As part of my final year of University we were asked to design, create and document a large scale project using any programming language or technologies we desired. The project was first proposed as a Real Time Strategy / Simulation game featuring procedural terrain generation. The initial idea was that a task would be delegated i.e. building a house by the player, and then the NPC characters would intelligently queue other smaller tasks in order to achieve the overall goal together. In this case finishing construction on the house would be the end goal to complete. After a short period of analysing the feasibility of the proposal, I decided to focus on two aspects of the proposal; procedural terrain generation and pathfinding. Concentrating on these two areas meant that I could fully explore the topics individually, as well as how they interact with each other as game features.

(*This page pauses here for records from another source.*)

use std::collections::VecDeque;
use std::sync::{Arc, Mutex};
use std::time::{Duration, Instant};

use async_trait::async_trait;

use flatwatch::delivery::{
    Keyboard, Messenger, MessengerConfig, SendOutcome, Transport, TransportError,
};

/// Transport that pops one scripted result per call (exhausted = Ok) and
/// records what was sent.
#[derive(Default)]
struct ScriptedTransport {
    script: Mutex<VecDeque<Result<(), TransportError>>>,
    calls: Mutex<Vec<(i64, String)>>,
}

impl ScriptedTransport {
    fn ok() -> Self {
        Self::default()
    }

    fn with_script(results: Vec<Result<(), TransportError>>) -> Self {
        Self {
            script: Mutex::new(results.into()),
            calls: Mutex::new(Vec::new()),
        }
    }

    fn next(&self) -> Result<(), TransportError> {
        self.script
            .lock()
            .ok()
            .and_then(|mut s| s.pop_front())
            .unwrap_or(Ok(()))
    }

    fn record(&self, chat_id: i64, text: &str) {
        if let Ok(mut calls) = self.calls.lock() {
            calls.push((chat_id, text.to_string()));
        }
    }

    fn call_count(&self) -> usize {
        self.calls.lock().map(|c| c.len()).unwrap_or(0)
    }
}

#[async_trait]
impl Transport for ScriptedTransport {
    async fn send_text(
        &self,
        chat_id: i64,
        text: &str,
        _buttons: Option<&Keyboard>,
    ) -> Result<(), TransportError> {
        self.record(chat_id, text);
        self.next()
    }

    async fn send_media_group(
        &self,
        chat_id: i64,
        _photos: &[String],
        caption: &str,
    ) -> Result<(), TransportError> {
        self.record(chat_id, caption);
        self.next()
    }

    async fn edit_text(
        &self,
        chat_id: i64,
        _message_id: i32,
        text: &str,
        _buttons: Option<&Keyboard>,
    ) -> Result<(), TransportError> {
        self.record(chat_id, text);
        self.next()
    }
}

fn fast_config() -> MessengerConfig {
    MessengerConfig {
        per_chat_cooldown: Duration::from_millis(1),
        global_budget: 100,
        global_window: Duration::from_millis(100),
        max_retries: 3,
        backoff_base: Duration::from_millis(5),
        max_message_len: 4096,
    }
}

#[tokio::test]
async fn retry_after_is_honoured_and_nothing_is_lost() {
    let transport = Arc::new(ScriptedTransport::with_script(vec![
        Err(TransportError::RetryAfter(Duration::from_millis(300))),
        Ok(()),
    ]));
    let messenger = Messenger::with_config(transport.clone(), fast_config());

    let started = Instant::now();
    let outcome = messenger.send_text(7, "hello", None).await;

    assert_eq!(outcome, SendOutcome::Ok);
    assert!(started.elapsed() >= Duration::from_millis(300));
    assert_eq!(transport.call_count(), 2);
}

#[tokio::test]
async fn chat_closed_is_terminal() {
    let transport = Arc::new(ScriptedTransport::with_script(vec![Err(
        TransportError::ChatClosed,
    )]));
    let messenger = Messenger::with_config(transport.clone(), fast_config());

    assert_eq!(
        messenger.send_text(7, "hello", None).await,
        SendOutcome::ChatClosed
    );
    assert_eq!(transport.call_count(), 1);
}

#[tokio::test]
async fn network_failures_are_retried_to_success() {
    let transport = Arc::new(ScriptedTransport::with_script(vec![
        Err(TransportError::Network("reset".into())),
        Err(TransportError::Network("reset".into())),
        Ok(()),
    ]));
    let messenger = Messenger::with_config(transport.clone(), fast_config());

    assert_eq!(messenger.send_text(7, "hello", None).await, SendOutcome::Ok);
    assert_eq!(transport.call_count(), 3);
}

#[tokio::test]
async fn persistent_failure_gives_up_after_max_retries() {
    let transport = Arc::new(ScriptedTransport::with_script(vec![
        Err(TransportError::Network("reset".into())),
        Err(TransportError::Network("reset".into())),
        Err(TransportError::Network("reset".into())),
    ]));
    let messenger = Messenger::with_config(transport.clone(), fast_config());

    assert_eq!(
        messenger.send_text(7, "hello", None).await,
        SendOutcome::Failed
    );
    assert_eq!(transport.call_count(), 3);
}

#[tokio::test]
async fn per_chat_cooldown_spaces_consecutive_sends() {
    let transport = Arc::new(ScriptedTransport::ok());
    let messenger = Messenger::with_config(
        transport.clone(),
        MessengerConfig {
            per_chat_cooldown: Duration::from_millis(150),
            ..fast_config()
        },
    );

    let started = Instant::now();
    messenger.send_text(7, "one", None).await;
    messenger.send_text(7, "two", None).await;

    assert!(started.elapsed() >= Duration::from_millis(150));
    assert_eq!(transport.call_count(), 2);
}

#[tokio::test]
async fn global_budget_throttles_bursts() {
    let transport = Arc::new(ScriptedTransport::ok());
    let messenger = Messenger::with_config(
        transport.clone(),
        MessengerConfig {
            per_chat_cooldown: Duration::from_millis(1),
            global_budget: 2,
            global_window: Duration::from_millis(250),
            ..fast_config()
        },
    );

    let started = Instant::now();
    messenger.send_text(1, "a", None).await;
    messenger.send_text(2, "b", None).await;
    messenger.send_text(3, "c", None).await;

    // The third send had to wait for the window to roll.
    assert!(started.elapsed() >= Duration::from_millis(250));
    assert_eq!(transport.call_count(), 3);
}

#[tokio::test]
async fn failed_edits_that_changed_nothing_count_as_ok() {
    let transport = Arc::new(ScriptedTransport::with_script(vec![
        Err(TransportError::NotModified),
        Err(TransportError::MessageNotFound),
    ]));
    let messenger = Messenger::with_config(transport.clone(), fast_config());

    assert_eq!(messenger.edit_text(7, 1, "same", None).await, SendOutcome::Ok);
    assert_eq!(messenger.edit_text(7, 1, "gone", None).await, SendOutcome::Ok);
}

#[tokio::test]
async fn long_messages_are_segmented_under_the_cap() {
    let transport = Arc::new(ScriptedTransport::ok());
    let messenger = Messenger::with_config(
        transport.clone(),
        MessengerConfig {
            max_message_len: 100,
            ..fast_config()
        },
    );

    let text = (0..10)
        .map(|i| format!("paragraph {i} {}", "x".repeat(30)))
        .collect::<Vec<_>>()
        .join("\n\n");
    assert_eq!(messenger.send_text(7, &text, None).await, SendOutcome::Ok);

    let calls = transport.calls.lock().unwrap();
    assert!(calls.len() > 1);
    for (_, segment) in calls.iter() {
        assert!(segment.chars().count() <= 100);
    }
}
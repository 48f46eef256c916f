//! The portal adapter contract.

use async_trait::async_trait;

use flatwatch_types::{FlatwatchError, Listing, SearchQuery, SourceKey};

/// Main trait implemented by portal adapter crates.
///
/// Contract:
/// - pure over portal state + inputs; adapters never persist anything;
/// - the adapter owns its slug → portal-city-code lookup and returns an
///   empty batch (logged) for a city it cannot map;
/// - filters are encoded server-side where the portal supports it and
///   re-checked client-side regardless;
/// - every produced listing carries `id = "<source>_<native_id>"` and has
///   passed the minimal DTO validation.
#[async_trait]
pub trait ListingSource: Send + Sync {
    /// A stable identifier for enable-lists and logs (e.g. "kufar").
    fn name(&self) -> &'static str;

    /// Canonical source key constructed from the static name.
    fn key(&self) -> SourceKey {
        SourceKey::new(self.name())
    }

    /// Fetch the current batch of listings for a city/rooms/price window.
    ///
    /// # Errors
    /// Returns a `Source`-tagged error on permanent portal failure; the
    /// aggregator treats any error as an empty contribution for this run.
    async fn fetch_listings(&self, query: &SearchQuery) -> Result<Vec<Listing>, FlatwatchError>;
}

/// Focused probe adapters use for the pagination early-stop: "has this
/// listing id ever been delivered to anyone?".
///
/// Errors are swallowed into `false` so a degraded store can only make an
/// adapter fetch more pages, never skip fresh listings.
#[async_trait]
pub trait DeliveredProbe: Send + Sync {
    /// Whether the id is in the global delivered set.
    async fn is_delivered(&self, listing_id: &str) -> bool;
}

The project was built using the Unity3D engine, the motivation behind this stems from research I had done prior to starting development on the project relating to custom game engines for solo projects. There are so many powerful and feature-rich game engines currently available for public use that creating a custom game engine from scratch doesn’t make much sense for a solo project. After spending a year working mainly with C# at Fujitsu in Germany I also thought it would be appropriate to put my experience with C# to use for the script files. An advantage of working with Unity is being able to prioritise gameplay mechanics over technical obstacles. Unity scripts allow for incredibly rapid prototyping which can streamline the life-cycle of the project, removing a lot of the debugging and testing demanded from in-house game engines.
Procedural terrain generation is done in the project by generating layers of Perlin noise known as ‘octaves’ and combining them together in what is known as ‘fractal noise’. Below are two real examples of fractal noise generated within the project, showing the differences between zero and many octaves of noise and the effect it has on the overall noise. As can be seen, more octaves increases the detail of the noise and is more pleasing to the eye. The figure on the left shows a section noise with 0 octaves, while the right figure shows a fractal noise with 8 octaves.
Sections of fractal noise are then interpreted as elevation data to shape the terrain. Areas of noise closer to white represent values closer to 1 while black indicates a value tending towards 0. With this information we can transform the vertices in a flat plane mesh to show the shape of the terrain. The result of this can be seen below.
A custom shader is then used to texture the terrain according to height with overlapping areas which allows for blending between textures. Resources are then placed at varying densities according to height including trees, rocks and grass. This system was designed in such a way that the user can add any number of game objects to the resource pool and they will be distributed throughout the landscape.
Pathfinding is implemented using a grid based approach and diagonal distance heuristics. Diagonal movement was chosen because it gave more natural pathing to the entities in the scene – this also made sense from a design point of view since the game agents take the form of fantasy Wisps. In order for entities in the scene to properly navigate the terrain they need to be aware of what nodes in the grid network are traversable and which are not.
An algorithm based on the popular A* algorithm is used to determine a path for a game object to a given destination. The reason A* was used is due to its accuracy – given an admissible heuristic is used (a heuristic which does not overestimate cost) the A* algorithm will always give an optimal solution.
In order to demonstrate smooth turns and movement, a path smoothing technique is used. This is done by analysing the distance between each game object and its next waypoint on the path to its destination. Once the distance is within a specified threshold the game agent will begin to turn towards the next waypoint, providing a smooth turn.
The pathfinding system uses a management system so that any number of paths can be requested from any amount of game agents and processed in a timely manner. This means that multiple game agents can be navigating the terrain at one time with no performance hit – this is largely due to the use of threading in the management system.
The project was completed over a period of a year, including the design, implementation and documentation stages. The accompanying documentation consisted of over 50 pages and together with the implementation of the project was a considerable part of my overall degree. My final grade for the project was a high First, with a mark of 81.